Elevation / Depth / Depth Zones

Elevation Lower Limit (in metres above sea level): 50m 

Elevation Upper Limit (in metres above sea level): 1200m 

Depth Lower Limit (in metres below sea level): (Not specified) 

Depth Upper Limit (in metres below sea level): (Not specified) 

Depth Zone: (Not specified) 

Biogeographic Realms

Biogeographic Realm: Afrotropical

Map

Figure 1. Distribution records for Blue Wildebeest (Connochaetes taurinus) within the assessment region (South Africa, Eswatini and Lesotho). Note that distribution data is obtained from multiple sources and records have not all been individually verified.

Countries of Occurrence

Large Marine Ecosystems (LME) Occurrence

Large Marine Ecosystems: (Not specified)

FAO Area Occurrence

FAO Marine Areas: (Not specified)

Climate change

Droughts tend to favour the species, particularly in the lowveld (KNP) where high rainfall years result in increased predation levels (Mills et al. 1995) and could contribute to local declines during prolonged periods of above average rainfall. As such, climate change is not predicted to be as threatening to this species as other species, as this species is well-adapted to variable environmental conditions, as is seen through successful reintroduction and adaptation to extralimital provinces, such as the Western and Eastern Cape. 

With global temperature fluctuations becoming more apparent, understanding the implications that changing climate has on ungulates is important. In response to high temperatures Blue Wildebeest have a tendency to remain heat stressed throughout the year, which will influence their daily movement patterns (Shrestha et al. 2014). In addition, with the artificial southward spread of the species, individuals are being exposed to longer and colder winters which are considered sub-optimal for African antelopes (Shrestha et al. 2012).
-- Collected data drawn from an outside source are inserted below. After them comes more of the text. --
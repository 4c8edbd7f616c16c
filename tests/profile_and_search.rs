//! Profile submission and search against the HTTP backend.

mod common;

use common::FakeServer;
use diarist::core::{ProfileError, SearchError};
use diarist::domain::SlotKind;
use tempfile::TempDir;

async fn logged_in(server: &FakeServer, temp: &TempDir) -> diarist::App {
    let app = server.memory_app(temp.path());
    app.session().register("ada", "pw").await.unwrap();
    app.session().login("ada", "pw").await.unwrap();
    app
}

#[tokio::test]
async fn test_resubmitting_profile_replaces_it() {
    let server = FakeServer::start().await;
    let temp = TempDir::new().unwrap();
    let app = logged_in(&server, &temp).await;

    let mut profile = app.profile_store().unwrap();
    profile.update_slot(SlotKind::Goal, 0, "Run 5k").unwrap();
    profile.submit(app.session()).await.unwrap();
    profile.submit(app.session()).await.unwrap();
    assert_eq!(server.profile("ada").unwrap().goals, vec!["Run 5k"]);

    profile.update_slot(SlotKind::Goal, 0, "Run 10k").unwrap();
    profile.submit(app.session()).await.unwrap();
    let stored = server.profile("ada").unwrap();
    assert_eq!(stored.goals, vec!["Run 10k"]);
    assert!(stored.principles.is_empty());
}

#[tokio::test]
async fn test_validation_error_surfaces_detail() {
    let server = FakeServer::start().await;
    let temp = TempDir::new().unwrap();
    let app = logged_in(&server, &temp).await;

    let profile = app.profile_store().unwrap();
    match profile.submit(app.session()).await {
        Err(ProfileError::ValidationFailed(detail)) => {
            assert_eq!(detail, "at least one goal is required");
        }
        other => panic!("unexpected result: {other:?}"),
    }
    assert!(app.session().is_authenticated());
}

#[tokio::test]
async fn test_profile_without_login() {
    let server = FakeServer::start().await;
    let temp = TempDir::new().unwrap();
    let app = server.memory_app(temp.path());

    let mut profile = app.profile_store().unwrap();
    profile.update_slot(SlotKind::Goal, 0, "Run 5k").unwrap();
    assert!(matches!(
        profile.submit(app.session()).await,
        Err(ProfileError::Unauthorized)
    ));
    assert!(matches!(
        profile.update_slot(SlotKind::Goal, 4, "x"),
        Err(ProfileError::SlotOutOfBounds { index: 4, len: 1, .. })
    ));
}

#[tokio::test]
async fn test_blank_query_never_reaches_backend() {
    let server = FakeServer::start().await;
    let temp = TempDir::new().unwrap();
    let app = logged_in(&server, &temp).await;

    assert!(matches!(
        app.search_client().search("  \n", app.session()).await,
        Err(SearchError::EmptyQuery)
    ));
    assert_eq!(server.search_calls(), 0);
}

#[tokio::test]
async fn test_search_only_sees_own_entries() {
    let server = FakeServer::start().await;
    let temp = TempDir::new().unwrap();

    let bob = server.memory_app(&temp.path().join("bob"));
    bob.session().register("bob", "pw").await.unwrap();
    bob.session().login("bob", "pw").await.unwrap();
    let audio = temp.path().join("bob.wav");
    tokio::fs::write(&audio, b"bob audio").await.unwrap();
    let entry = bob.new_entry(&audio).await.unwrap();
    entry.transcribe().await.unwrap();
    entry.summarize(bob.session()).await.unwrap();

    let ada = logged_in(&server, &temp).await;
    let results = ada
        .search_client()
        .search("miles", ada.session())
        .await
        .unwrap();
    assert!(results.is_empty());

    let results = bob
        .search_client()
        .search("miles", bob.session())
        .await
        .unwrap();
    assert_eq!(results.len(), 1);
}
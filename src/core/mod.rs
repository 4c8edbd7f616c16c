//! Core client components.
//!
//! This module contains:
//! - SessionManager: Holds the bearer credential
//! - EntryPipeline: Drives an entry through transcription and summarization
//! - EntryStore: Append-only per-entry event logs
//! - ProfileStore: Goals and principles draft
//! - SearchClient: Queries over indexed entries

pub mod entry_store;
pub mod pipeline;
pub mod profile_store;
pub mod search;
pub mod session;

#[cfg(test)]
pub mod testing;

// Re-export commonly used types
pub use entry_store::{hash_bytes, hash_file, EntryLog, EntryLogError, EntryStore};
pub use pipeline::{inspect_audio, EntryPipeline, PipelineError, PipelineSettings};
pub use profile_store::{ProfileError, ProfileStore};
pub use search::{SearchClient, SearchError};
pub use session::{AuthError, CredentialStorage, SessionManager};
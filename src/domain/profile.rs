//! Goals and principles as the user edits them.
//!
//! Goals and principles are two independent ordered lists of editable slots.
//! A list always holds at least one slot, and only `add_slot` changes its
//! length.

use std::fmt;

use serde::{Deserialize, Serialize};
use thiserror::Error;

/// Which list a slot belongs to
#[derive(Debug, Clone, Copy, PartialEq, Eq, Serialize, Deserialize)]
#[serde(rename_all = "snake_case")]
pub enum SlotKind {
    Goal,
    Principle,
}

impl fmt::Display for SlotKind {
    fn fmt(&self, f: &mut fmt::Formatter<'_>) -> fmt::Result {
        match self {
            SlotKind::Goal => write!(f, "goal"),
            SlotKind::Principle => write!(f, "principle"),
        }
    }
}

#[derive(Debug, Clone, Copy, PartialEq, Eq, Error)]
#[error("slot {index} is out of range ({len} slots)")]
pub struct SlotOutOfRange {
    pub index: usize,
    pub len: usize,
}

/// Ordered list of editable text slots
#[derive(Debug, Clone, PartialEq, Eq, Serialize, Deserialize)]
#[serde(from = "Vec<String>", into = "Vec<String>")]
pub struct SlotList(Vec<String>);

impl SlotList {
    /// A list with a single empty slot
    pub fn new() -> Self {
        Self(vec![String::new()])
    }

    pub fn push_empty(&mut self) -> usize {
        self.0.push(String::new());
        self.0.len() - 1
    }

    pub fn set(&mut self, index: usize, value: impl Into<String>) -> Result<(), SlotOutOfRange> {
        let len = self.0.len();
        let slot = self
            .0
            .get_mut(index)
            .ok_or(SlotOutOfRange { index, len })?;
        *slot = value.into();
        Ok(())
    }

    pub fn len(&self) -> usize {
        self.0.len()
    }

    pub fn is_empty(&self) -> bool {
        self.0.is_empty()
    }

    pub fn as_slice(&self) -> &[String] {
        &self.0
    }

    /// Trimmed, non-blank values in order
    pub fn filled(&self) -> Vec<String> {
        self.0
            .iter()
            .map(|s| s.trim())
            .filter(|s| !s.is_empty())
            .map(str::to_string)
            .collect()
    }
}

impl Default for SlotList {
    fn default() -> Self {
        Self::new()
    }
}

impl From<Vec<String>> for SlotList {
    fn from(values: Vec<String>) -> Self {
        if values.is_empty() {
            Self::new()
        } else {
            Self(values)
        }
    }
}

impl From<SlotList> for Vec<String> {
    fn from(list: SlotList) -> Self {
        list.0
    }
}

/// Long-term goals
#[derive(Debug, Clone, Default, PartialEq, Eq, Serialize, Deserialize)]
#[serde(transparent)]
pub struct Goals(SlotList);

impl Goals {
    pub fn add_slot(&mut self) -> usize {
        self.0.push_empty()
    }

    pub fn update(&mut self, index: usize, goal: impl Into<String>) -> Result<(), SlotOutOfRange> {
        self.0.set(index, goal)
    }

    pub fn slots(&self) -> &SlotList {
        &self.0
    }
}

/// Core principles
#[derive(Debug, Clone, Default, PartialEq, Eq, Serialize, Deserialize)]
#[serde(transparent)]
pub struct Principles(SlotList);

impl Principles {
    pub fn add_slot(&mut self) -> usize {
        self.0.push_empty()
    }

    pub fn update(
        &mut self,
        index: usize,
        principle: impl Into<String>,
    ) -> Result<(), SlotOutOfRange> {
        self.0.set(index, principle)
    }

    pub fn slots(&self) -> &SlotList {
        &self.0
    }
}

/// Profile as edited locally, before submission
#[derive(Debug, Clone, Default, PartialEq, Eq, Serialize, Deserialize)]
pub struct ProfileDraft {
    #[serde(default)]
    pub goals: Goals,
    #[serde(default)]
    pub principles: Principles,
}

impl ProfileDraft {
    /// Build the payload sent to the backend.
    ///
    /// With `drop_blank` set, empty and whitespace-only slots are left out.
    pub fn submission(&self, drop_blank: bool) -> ProfileSubmission {
        let collect = |list: &SlotList| {
            if drop_blank {
                list.filled()
            } else {
                list.as_slice().to_vec()
            }
        };

        ProfileSubmission {
            goals: collect(self.goals.slots()),
            principles: collect(self.principles.slots()),
        }
    }
}

/// Wire payload for `POST /setup-profile`
#[derive(Debug, Clone, PartialEq, Eq, Serialize, Deserialize)]
pub struct ProfileSubmission {
    pub goals: Vec<String>,
    pub principles: Vec<String>,
}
Although it is doubtful that these temperature-mediated impacts will influence wildebeest in their natural range, populations outside of their natural range may be compromised resulting in an artificial sink. However, within the assessment region, this is unlikely to have a severe impact on the local, wild population, and may only be a cause for concern for the long-term farming of this species.  

Population information

A population estimate conducted during the late 1990s (mainly from aerial surveys) revealed an approximate global abundance of 1,298,000 C. taurinus (East 1999), with the Serengeti–Mara migratory population constituting 70% of that population (IUCN SSC Antelope Specialist Group 2016). Of these, 150,000 were estimated to be C. t. taurinus, half of which were in protected areas, and one quarter in conservancies or on private land (Estes 2013). The most current global population estimate of Common Wildebeest is approximately 1,550,000 individuals, largely attributed to the recovery of the Serengeti–Mara population to approximately 1,300,000 (Estes & East 2009). Subspecies estimates include 130,000 C. t. taurinus, 5,000–10,000 C. t. cooksoni, and 50,000–75,000 C. t. johnstoni (Estes 2013). A decline in the C. t. albojubatus population revealed a current estimate of 6,000–8,000 individuals (Estes & East 2009). 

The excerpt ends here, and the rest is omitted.